From the Cleveland Browns Stadium to the Cleveland Museum of Art and the Allen Theater, Harrington Electric has made its mark on the city. Severance Hall, home of the Cleveland Orchestra, is another example of a city gem Harrington Electric helped restore. The company worked under the construction management leadership of Panzica Construction Co. on this two-and-a-half year project.
The project, designed by GSI Architects in concert with the David M. Schwarz Architectural Services Inc., involved a sound-isolated building addition and total renovation of the hall. The combined value of the electrical work on this project was $3.2 million.
A competitive advantage in CW/CE
Tackling such major electrical turnarounds requires a highly skilled workforce of trained inside electricians. With plenty of non-union contractors in the market as well, NECA-member contractors face the challenge of competing with non-union electricians on projects that do not require such a high level of skill.
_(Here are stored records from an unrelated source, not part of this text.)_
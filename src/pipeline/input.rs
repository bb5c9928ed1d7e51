//! Input resolution: read user-supplied photographs and validate them.
//!
//! Every file is sniffed by its magic bytes, not its extension: phones and
//! messaging apps happily save WEBP data as `.jpg`. Dimensions are read from
//! the header only, so validating a 12 MP photo doesn't decode it.

use crate::error::ReportError;
use image::{ImageFormat, ImageReader};
use std::io::Cursor;
use std::path::{Path, PathBuf};
use tracing::debug;

/// Formats accepted as input.
pub const SUPPORTED_FORMATS: &[ImageFormat] = &[
    ImageFormat::Png,
    ImageFormat::Jpeg,
    ImageFormat::WebP,
    ImageFormat::Gif,
];

/// A validated input photograph held in memory.
#[derive(Debug, Clone)]
pub struct SourceImage {
    /// 1-indexed position in the input list.
    pub image_num: usize,
    pub path: PathBuf,
    pub file_name: String,
    pub bytes: Vec<u8>,
    pub format: ImageFormat,
    pub width: u32,
    pub height: u32,
}

impl SourceImage {
    /// Validate raw bytes that did not come from disk (e.g. an upload).
    pub fn from_bytes(
        image_num: usize,
        file_name: impl Into<String>,
        bytes: Vec<u8>,
    ) -> Result<Self, ReportError> {
        let file_name = file_name.into();
        let path = PathBuf::from(&file_name);
        let format = sniff_format(&path, &bytes)?;
        let (width, height) = ImageReader::with_format(Cursor::new(&bytes), format)
            .into_dimensions()
            .map_err(|e| ReportError::CorruptImage {
                path: path.clone(),
                detail: e.to_string(),
            })?;

        Ok(Self {
            image_num,
            path,
            file_name,
            bytes,
            format,
            width,
            height,
        })
    }

    pub fn mime_type(&self) -> &'static str {
        mime_type(self.format)
    }

    /// Canonical file extension for the detected format.
    pub fn extension(&self) -> &'static str {
        self.format.extensions_str().first().copied().unwrap_or("bin")
    }
}

pub fn mime_type(format: ImageFormat) -> &'static str {
    match format {
        ImageFormat::Png => "image/png",
        ImageFormat::Jpeg => "image/jpeg",
        ImageFormat::WebP => "image/webp",
        ImageFormat::Gif => "image/gif",
        _ => "application/octet-stream",
    }
}

fn sniff_format(path: &Path, bytes: &[u8]) -> Result<ImageFormat, ReportError> {
    match image::guess_format(bytes) {
        Ok(format) if SUPPORTED_FORMATS.contains(&format) => Ok(format),
        _ => Err(ReportError::NotAnImage {
            path: path.to_path_buf(),
            magic: bytes.iter().take(8).copied().collect(),
        }),
    }
}

/// Read and validate one image file.
pub fn load_image(path: &Path, image_num: usize) -> Result<SourceImage, ReportError> {
    if !path.exists() {
        return Err(ReportError::FileNotFound {
            path: path.to_path_buf(),
        });
    }

    let bytes = std::fs::read(path).map_err(|e| match e.kind() {
        std::io::ErrorKind::PermissionDenied => ReportError::PermissionDenied {
            path: path.to_path_buf(),
        },
        _ => ReportError::FileNotFound {
            path: path.to_path_buf(),
        },
    })?;

    let file_name = path
        .file_name()
        .map(|n| n.to_string_lossy().into_owned())
        .unwrap_or_else(|| format!("image{image_num}"));

    let mut image = SourceImage::from_bytes(image_num, file_name, bytes)?;
    image.path = path.to_path_buf();

    debug!(
        "Loaded image {}: {} ({:?}, {}x{})",
        image_num,
        path.display(),
        image.format,
        image.width,
        image.height
    );
    Ok(image)
}

/// Read and validate every input path, in order.
///
/// Fails on the first unreadable or non-image file: a report silently missing
/// one of the photos the user picked is worse than an error.
pub fn load_images<P: AsRef<Path>>(paths: &[P]) -> Result<Vec<SourceImage>, ReportError> {
    if paths.is_empty() {
        return Err(ReportError::NoImages);
    }
    paths
        .iter()
        .enumerate()
        .map(|(i, p)| load_image(p.as_ref(), i + 1))
        .collect()
}
//! Image encoding: `SourceImage` → base64 PNG wrapped in `ImageData`.
//!
//! VLM APIs accept images as base64 data embedded in the JSON request body.
//! Photos that fit within `max_image_pixels` are sent as-is in their
//! original encoding; larger ones are downscaled and re-encoded as PNG
//! (lossless, so price tags and fine print keep sharp edges).

use super::input::SourceImage;
use base64::{engine::general_purpose::STANDARD, Engine as _};
use edgequake_llm::ImageData;
use image::imageops::FilterType;
use image::{DynamicImage, ImageFormat};
use std::io::Cursor;
use tracing::debug;

/// Dimensions after fitting the longest edge into `max_edge`, aspect kept.
pub fn fit_within(width: u32, height: u32, max_edge: u32) -> (u32, u32) {
    let longest = width.max(height);
    if longest <= max_edge || longest == 0 {
        return (width, height);
    }
    let scale = max_edge as f64 / longest as f64;
    let w = ((width as f64 * scale).round() as u32).max(1);
    let h = ((height as f64 * scale).round() as u32).max(1);
    (w, h)
}

/// Encode a photograph for the vision model.
pub fn encode_image(image: &SourceImage, max_edge: u32) -> Result<ImageData, image::ImageError> {
    let (w, h) = fit_within(image.width, image.height, max_edge);

    let (b64, mime) = if (w, h) == (image.width, image.height) {
        (STANDARD.encode(&image.bytes), image.mime_type())
    } else {
        let decoded = image::load_from_memory_with_format(&image.bytes, image.format)?;
        let resized = decoded.resize(w, h, FilterType::Lanczos3);
        (STANDARD.encode(png_bytes(&resized)?), "image/png")
    };

    debug!(
        "Encoded image {} ({}x{} → {}x{}) → {} bytes base64",
        image.image_num,
        image.width,
        image.height,
        w,
        h,
        b64.len()
    );

    Ok(ImageData::new(b64, mime).with_detail("high"))
}

fn png_bytes(img: &DynamicImage) -> Result<Vec<u8>, image::ImageError> {
    let mut buf = Vec::new();
    img.write_to(&mut Cursor::new(&mut buf), ImageFormat::Png)?;
    Ok(buf)
}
As a result, some union contractors, such as Harrington Electric, have found that they are losing market share, especially in the commercial and retail sectors because labor cost is higher than that of non-union competition. In response, NECA has introduced a new, more competitive wage-scale worker classification, the Construction Wireman/Construction Electrician (CW/CE) to compete with non-union contractors for certain types of projects.
According to Morgan, Harrington Electric has taken advantage of the CW/CE opportunity. “When possible, we’ve done combination jobs, where a journeyman leads the project while utilizing CWCEs,” he shares. “The challenge is for the journeyman to see the program not as a threat, but rather as a way to compete and obtain work we otherwise wouldn’t get. Examples are lighting retrofit work, small retail projects, religious facility additions and small remodels.”
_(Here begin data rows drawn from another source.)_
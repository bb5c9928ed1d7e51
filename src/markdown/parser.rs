//! Line classifier: markdown-ish LLM output → ordered [`Block`]s.
//!
//! One forward pass, no lookahead, no backtracking. Each line is classified
//! in priority order (first match wins):
//!
//! 1. `# `   → heading level 1
//! 2. `## `  → heading level 2
//! 3. `### ` → heading level 3
//! 4. starts and ends with `|` → table row
//! 5. inside a table and the line does not start with `|` → flush the table,
//!    then classify the line with rules 6–10
//! 6. `- `            → bullet, indent 0
//! 7. `  - ` / `    - ` → bullet, indent 1 / 2
//! 8. `N. text`        → numbered item (the number itself is discarded)
//! 9. blank            → spacer
//! 10. anything else   → paragraph with inline spans
//!
//! Headings outrank table context: a heading line closes an open table
//! before it is emitted, so block order still follows source order.
//!
//! Lines are matched exactly as written, trailing whitespace included; only
//! rule 9 trims. `str::lines` already drops the `\n` / `\r\n` terminator.
//!
//! There is no error path. Every line lands in exactly one rule or is folded
//! into table state.

use super::block::Block;
use super::inline::build_paragraph;
use super::table::{build_table, split_row};
use once_cell::sync::Lazy;
use regex::Regex;
use tracing::debug;

static RE_NUMBERED: Lazy<Regex> = Lazy::new(|| Regex::new(r"^\d+\.\s+(.*)$").unwrap());

/// Header and data rows collected while inside a table.
#[derive(Debug, Default)]
struct TableAccumulator {
    headers: Vec<String>,
    rows: Vec<Vec<String>>,
}

impl TableAccumulator {
    /// Finalise into a table block. Tables without headers or without data
    /// rows are dropped.
    fn flush(self) -> Option<Block> {
        if self.headers.is_empty() || self.rows.is_empty() {
            None
        } else {
            Some(build_table(self.headers, self.rows))
        }
    }
}

#[derive(Debug, Default)]
enum State {
    #[default]
    Normal,
    InTable(TableAccumulator),
}

/// Transient parse state for one conversion call.
#[derive(Debug, Default)]
struct Converter {
    state: State,
    blocks: Vec<Block>,
    lines: usize,
    dropped_tables: usize,
}

impl Converter {
    fn step(mut self, line: &str) -> Self {
        self.lines += 1;

        if let Some(heading) = classify_heading(line) {
            self.end_table();
            self.blocks.push(heading);
            return self;
        }

        if line.starts_with('|') && line.ends_with('|') {
            self.table_row(line);
            return self;
        }

        if !line.starts_with('|') {
            self.end_table();
        }

        self.blocks.push(classify_body(line));
        self
    }

    fn table_row(&mut self, line: &str) {
        match &mut self.state {
            State::Normal => {
                self.state = State::InTable(TableAccumulator {
                    headers: split_row(line),
                    rows: Vec::new(),
                });
            }
            State::InTable(_) if line.contains("---") => {}
            State::InTable(table) => table.rows.push(split_row(line)),
        }
    }

    fn end_table(&mut self) {
        if let State::InTable(table) = std::mem::take(&mut self.state) {
            match table.flush() {
                Some(block) => self.blocks.push(block),
                None => self.dropped_tables += 1,
            }
        }
    }

    fn finish(mut self) -> Vec<Block> {
        self.end_table();
        debug!(
            lines = self.lines,
            blocks = self.blocks.len(),
            dropped_tables = self.dropped_tables,
            "converted markdown"
        );
        self.blocks
    }
}

fn classify_heading(line: &str) -> Option<Block> {
    if let Some(rest) = line.strip_prefix("# ") {
        Some(Block::heading(1, rest))
    } else if let Some(rest) = line.strip_prefix("## ") {
        Some(Block::heading(2, rest))
    } else {
        line.strip_prefix("### ").map(|rest| Block::heading(3, rest))
    }
}

/// Rules 6–10.
fn classify_body(line: &str) -> Block {
    if let Some(rest) = line.strip_prefix("- ") {
        return Block::bullet(0, rest);
    }
    if let Some(rest) = line.strip_prefix("  - ") {
        return Block::bullet(1, rest);
    }
    if let Some(rest) = line.strip_prefix("    - ") {
        return Block::bullet(2, rest);
    }
    if let Some(caps) = RE_NUMBERED.captures(line) {
        return Block::numbered(&caps[1]);
    }
    if line.trim().is_empty() {
        return Block::Spacer;
    }
    build_paragraph(line)
}

/// Convert a block of markdown-ish text into document blocks.
///
/// Pure and deterministic; safe to call concurrently.
pub fn convert(text: &str) -> Vec<Block> {
    text.lines()
        .fold(Converter::default(), Converter::step)
        .finish()
}

#[cfg(test)]
mod tests {
    use super::*;
    use crate::markdown::block::{ListKind, Span};

    fn table(headers: &[&str], rows: &[&[&str]]) -> Block {
        Block::Table {
            headers: headers.iter().map(|s| s.to_string()).collect(),
            rows: rows
                .iter()
                .map(|r| r.iter().map(|s| s.to_string()).collect())
                .collect(),
        }
    }

    #[test]
    fn headings_by_prefix() {
        assert_eq!(
            convert("# One\n## Two\n### Three"),
            vec![
                Block::heading(1, "One"),
                Block::heading(2, "Two"),
                Block::heading(3, "Three"),
            ]
        );
    }

    #[test]
    fn deeper_heading_is_paragraph() {
        assert_eq!(
            convert("#### Four"),
            vec![Block::Paragraph {
                spans: vec![Span::plain("#### Four")]
            }]
        );
    }

    #[test]
    fn hash_without_space_is_paragraph() {
        assert!(matches!(convert("#tag")[0], Block::Paragraph { .. }));
    }

    #[test]
    fn bullet_indent_levels() {
        assert_eq!(
            convert("- a\n  - b\n    - c"),
            vec![Block::bullet(0, "a"), Block::bullet(1, "b"), Block::bullet(2, "c")]
        );
    }

    #[test]
    fn three_space_bullet_is_paragraph() {
        assert!(matches!(convert("   - odd")[0], Block::Paragraph { .. }));
    }

    #[test]
    fn numbered_prefix_is_discarded() {
        assert_eq!(
            convert("1. first\n12.   twelfth"),
            vec![Block::numbered("first"), Block::numbered("twelfth")]
        );
    }

    #[test]
    fn number_without_text_is_paragraph() {
        assert!(matches!(convert("3.")[0], Block::Paragraph { .. }));
        assert!(matches!(convert("3.5 percent")[0], Block::Paragraph { .. }));
    }

    #[test]
    fn blank_lines_become_spacers() {
        assert_eq!(
            convert("a\n\n   \nb").iter().filter(|b| **b == Block::Spacer).count(),
            2
        );
    }

    #[test]
    fn table_with_separator() {
        let blocks = convert("| A | B |\n| --- | --- |\n| 1 | 2 |\n| 3 | 4 |");
        assert_eq!(blocks, vec![table(&["A", "B"], &[&["1", "2"], &["3", "4"]])]);
    }

    #[test]
    fn table_flushed_at_end_of_input() {
        let blocks = convert("intro\n| A |\n| x |");
        assert_eq!(blocks.len(), 2);
        assert!(blocks[1].is_table());
    }

    #[test]
    fn table_without_rows_is_dropped() {
        assert!(convert("| A | B |\n|---|---|").is_empty());
        assert_eq!(convert("| A | B |\n|---|---|\ntext").len(), 1);
    }

    #[test]
    fn table_without_headers_is_dropped() {
        assert!(convert("| |\n| 1 | 2 |").iter().all(|b| !b.is_table()));
    }

    #[test]
    fn ragged_rows_are_preserved() {
        let blocks = convert("| A | B |\n| 1 |\n| 1 | 2 | 3 |");
        assert_eq!(blocks, vec![table(&["A", "B"], &[&["1"], &["1", "2", "3"]])]);
    }

    #[test]
    fn heading_closes_open_table() {
        let blocks = convert("| A |\n| 1 |\n### Note");
        assert_eq!(
            blocks,
            vec![table(&["A"], &[&["1"]]), Block::heading(3, "Note")]
        );
    }

    #[test]
    fn heading_closes_empty_table_without_emitting_it() {
        let blocks = convert("| A |\n|---|\n### Note");
        assert_eq!(blocks, vec![Block::heading(3, "Note")]);
    }

    #[test]
    fn pipe_line_without_closing_pipe_keeps_table_open() {
        let blocks = convert("| A |\n| 1 |\n| broken\n| 2 |");
        assert_eq!(blocks.len(), 2);
        assert!(matches!(blocks[0], Block::Paragraph { .. }));
        assert_eq!(blocks[1], table(&["A"], &[&["1"], &["2"]]));
    }

    #[test]
    fn line_after_table_is_reclassified() {
        let blocks = convert("| A |\n| 1 |\n- item");
        assert_eq!(blocks[1], Block::bullet(0, "item"));
    }

    #[test]
    fn two_tables_back_to_back_via_blank_line() {
        let blocks = convert("| A |\n| 1 |\n\n| B |\n| 2 |");
        assert_eq!(
            blocks,
            vec![table(&["A"], &[&["1"]]), Block::Spacer, table(&["B"], &[&["2"]])]
        );
    }

    #[test]
    fn crlf_line_endings_are_ignored() {
        let blocks = convert("| A |\r\n| 1 |\r\n");
        assert_eq!(blocks, vec![table(&["A"], &[&["1"]])]);
    }

    #[test]
    fn trailing_space_after_closing_pipe_is_not_a_row() {
        let blocks = convert("| A |\n| 1 |  ");
        assert_eq!(
            blocks,
            vec![Block::Paragraph {
                spans: vec![Span::plain("| 1 |  ")]
            }]
        );
    }

    #[test]
    fn bare_markers_keep_their_kind() {
        assert_eq!(
            convert("# \n## \n- \n  - \n1. "),
            vec![
                Block::heading(1, ""),
                Block::heading(2, ""),
                Block::bullet(0, ""),
                Block::bullet(1, ""),
                Block::numbered(""),
            ]
        );
    }

    #[test]
    fn trailing_spaces_stay_in_paragraph_text() {
        assert_eq!(
            convert("Price:  "),
            vec![Block::Paragraph {
                spans: vec![Span::plain("Price:  ")]
            }]
        );
    }

    #[test]
    fn list_item_kind() {
        match &convert("7. x")[0] {
            Block::ListItem { kind, indent, .. } => {
                assert_eq!(*kind, ListKind::Numbered);
                assert_eq!(*indent, 0);
            }
            other => panic!("expected list item, got {other:?}"),
        }
    }

    #[test]
    fn empty_and_whitespace_inputs() {
        assert!(convert("").is_empty());
        assert_eq!(convert("   "), vec![Block::Spacer]);
        assert!(convert("|---|---|").is_empty());
    }
}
Morgan details that the program could be more valuable if a bit more training was available to CW/CEs. “As opposed to union apprenticeships, there are limited continuing training programs for CW/CE workers,” he explains. “The limited training program for CW/CE’s means reduced cost to the contractors, but it would be good to have more available say on a Saturday or in the evening.”
However, Morgan assures the program is helping Harrington Electric get a leg up in the competitive Cleveland landscape. “Allowing us to mix the pay rates of CW/CEs with journeymen wiremen is helping us to secure more work,” he measures.
Even with the pressure on, Harrington Electric Co. continues to deliver, building on a name that’s been a trusted source for electrical contracting and engineering for more than a century.